The theme of the thesis is the design of a group of network applications, which are capable transparently mirroring the services of an arbitrary resource to a client application. After the interpretation of the task we can define four different parts of the system. We define the requirements for these system elements, design their roles in the network and specify the communications between them.
To manage the access to the resource server is our responsibility as well. We should only allow authenticated users to send requests to the server. On the other hand we should check whether the user has authorization for the requested action, because we assume a resource which cannot handle multiple requests which change his state, although users can ask for the state of the resource even when they have no authorization to change it. To determine which user has the right to run modifications on the resource server we need a schedule.

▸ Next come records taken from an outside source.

//! HTTP server setup and configuration.
//!
//! # Responsibilities
//! - Create Axum Router with all handlers
//! - Wire up middleware (tracing, limits, request ID, metrics)
//! - Bind server to listener and drain on shutdown

use axum::{
    extract::DefaultBodyLimit,
    http::StatusCode,
    middleware,
    response::IntoResponse,
    routing::get,
    Json, Router,
};
use std::sync::Arc;
use std::time::Duration;
use tokio::net::TcpListener;
use tokio::sync::broadcast;
use tower::ServiceBuilder;
use tower_http::{limit::RequestBodyLimitLayer, timeout::TimeoutLayer, trace::TraceLayer};

use crate::admin::setup_admin_router;
use crate::config::AdminServiceConfig;
use crate::error::ErrorBody;
use crate::http::request::{make_request_span, propagate_request_id_layer, set_request_id_layer};
use crate::http::status::{get_health, get_info};
use crate::lifecycle::shutdown;
use crate::observability::metrics;
use crate::reload::ReloadCommand;
use crate::sites::SiteStore;

/// Application state injected into handlers.
#[derive(Clone)]
pub struct AppState {
    pub store: Arc<SiteStore>,
    pub reloader: Arc<ReloadCommand>,
    pub api_key: Option<Arc<str>>,
}

impl AppState {
    pub fn from_config(config: &AdminServiceConfig) -> Self {
        Self {
            store: Arc::new(SiteStore::from_config(&config.sites)),
            reloader: Arc::new(ReloadCommand::from_config(&config.reload)),
            api_key: config.admin.api_key.as_deref().map(Arc::from),
        }
    }
}

/// HTTP server for the admin API.
pub struct HttpServer {
    router: Router,
    config: AdminServiceConfig,
}

impl HttpServer {
    /// Create a new HTTP server with the given configuration.
    pub fn new(config: AdminServiceConfig) -> Self {
        let state = AppState::from_config(&config);
        let router = Self::build_router(&config, state);
        Self { router, config }
    }

    /// Build the Axum router with all middleware layers.
    #[allow(deprecated)]
    fn build_router(config: &AdminServiceConfig, state: AppState) -> Router {
        Router::new()
            .nest("/api/admin", setup_admin_router(state))
            .route("/api/health", get(get_health))
            .route("/api/info", get(get_info))
            .fallback(fallback)
            .layer(middleware::from_fn(metrics::track_requests))
            .layer(
                ServiceBuilder::new()
                    .layer(set_request_id_layer())
                    .layer(TraceLayer::new_for_http().make_span_with(make_request_span))
                    .layer(propagate_request_id_layer())
                    .layer(RequestBodyLimitLayer::new(config.security.max_body_size))
                    .layer(TimeoutLayer::new(Duration::from_secs(config.timeouts.request_secs)))
                    .layer(DefaultBodyLimit::disable()),
            )
    }

    /// Run the server until `shutdown_rx` fires, then drain in-flight requests.
    pub async fn run(
        self,
        listener: TcpListener,
        shutdown_rx: broadcast::Receiver<()>,
    ) -> Result<(), std::io::Error> {
        let addr = listener.local_addr()?;
        tracing::info!(
            address = %addr,
            root = %self.config.sites.root.display(),
            "HTTP server starting"
        );

        axum::serve(listener, self.router)
            .with_graceful_shutdown(shutdown::wait(shutdown_rx))
            .await?;

        tracing::info!("HTTP server stopped");
        Ok(())
    }
}

async fn fallback() -> impl IntoResponse {
    (StatusCode::NOT_FOUND, Json(ErrorBody::new("Not Found")))
}
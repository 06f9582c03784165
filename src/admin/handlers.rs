use axum::{
    extract::{rejection::JsonRejection, Path, State},
    http::StatusCode,
    response::{IntoResponse, Response},
    Json,
};
use serde::{Deserialize, Serialize};

use crate::error::{ErrorBody, GatewayError};
use crate::http::server::AppState;
use crate::observability::metrics;

#[derive(Debug, Deserialize, Serialize)]
pub struct WriteSiteRequest {
    pub content: String,
}

#[derive(Debug, Deserialize, Serialize)]
pub struct WriteSiteResponse {
    pub success: bool,
    pub name: String,
}

#[derive(Debug, Deserialize, Serialize)]
pub struct ReloadResponse {
    pub success: bool,
    pub message: String,
}

pub async fn list_sites(State(state): State<AppState>) -> Result<Json<Vec<String>>, GatewayError> {
    let result = state.store.list().await;
    metrics::record_site_operation("list", result.is_ok());
    Ok(Json(result?))
}

pub async fn get_site(
    State(state): State<AppState>,
    Path(name): Path<String>,
) -> Result<Response, GatewayError> {
    if !state.store.layout().has_suffix(&name) {
        return Ok(route_not_found());
    }

    let result = state.store.read(&name).await;
    metrics::record_site_operation("read", result.is_ok());
    Ok(Json(result?).into_response())
}

pub async fn put_site(
    State(state): State<AppState>,
    Path(name): Path<String>,
    body: Result<Json<WriteSiteRequest>, JsonRejection>,
) -> Result<Response, GatewayError> {
    if !state.store.layout().has_suffix(&name) {
        return Ok(route_not_found());
    }
    let Json(body) = body.map_err(|e| match e.status() {
        StatusCode::PAYLOAD_TOO_LARGE => GatewayError::PayloadTooLarge(e.body_text()),
        _ => GatewayError::MalformedBody(e.body_text()),
    })?;

    let result = state.store.write(&name, &body.content).await;
    metrics::record_site_operation("write", result.is_ok());
    let name = result?;

    Ok(Json(WriteSiteResponse {
        success: true,
        name: name.to_string(),
    })
    .into_response())
}

pub async fn reload(State(state): State<AppState>) -> Result<Json<ReloadResponse>, GatewayError> {
    let start = std::time::Instant::now();
    let result = state.reloader.run().await;
    metrics::record_reload(result.is_ok(), start.elapsed());
    let outcome = result?;

    let mut message = format!("Configuration reloaded in {}ms", outcome.elapsed.as_millis());
    if !outcome.stdout.is_empty() {
        message.push_str(": ");
        message.push_str(&outcome.stdout);
    }

    Ok(Json(ReloadResponse {
        success: true,
        message,
    }))
}

/// Names without the recognized suffix are not part of the route table.
fn route_not_found() -> Response {
    (StatusCode::NOT_FOUND, Json(ErrorBody::new("Not Found"))).into_response()
}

To be able to generate this schedule we ask every user to grant their preferences over the possible timeslots. Based on these preferences we create matchings between users and timeslots. In the thesis we discuss two algorithms for generating schedules. One is based on the stable marriage problem, and the other one is approaching the task with the specific aim that after the matching is done, there should be no possible changes between users which would result every user being at least as satisfied as before the changes.
We create a proxy to authenticate and authorize the users. This proxy application starts a service with the same interface as the original resource did. Behind this service is a class which performs the supervision of the users. This class is created with reflection from the original interface and is compiled in runtime.
In addition, we review the design process, we discuss the decisions that came up and go over some possible ideas to develop our system.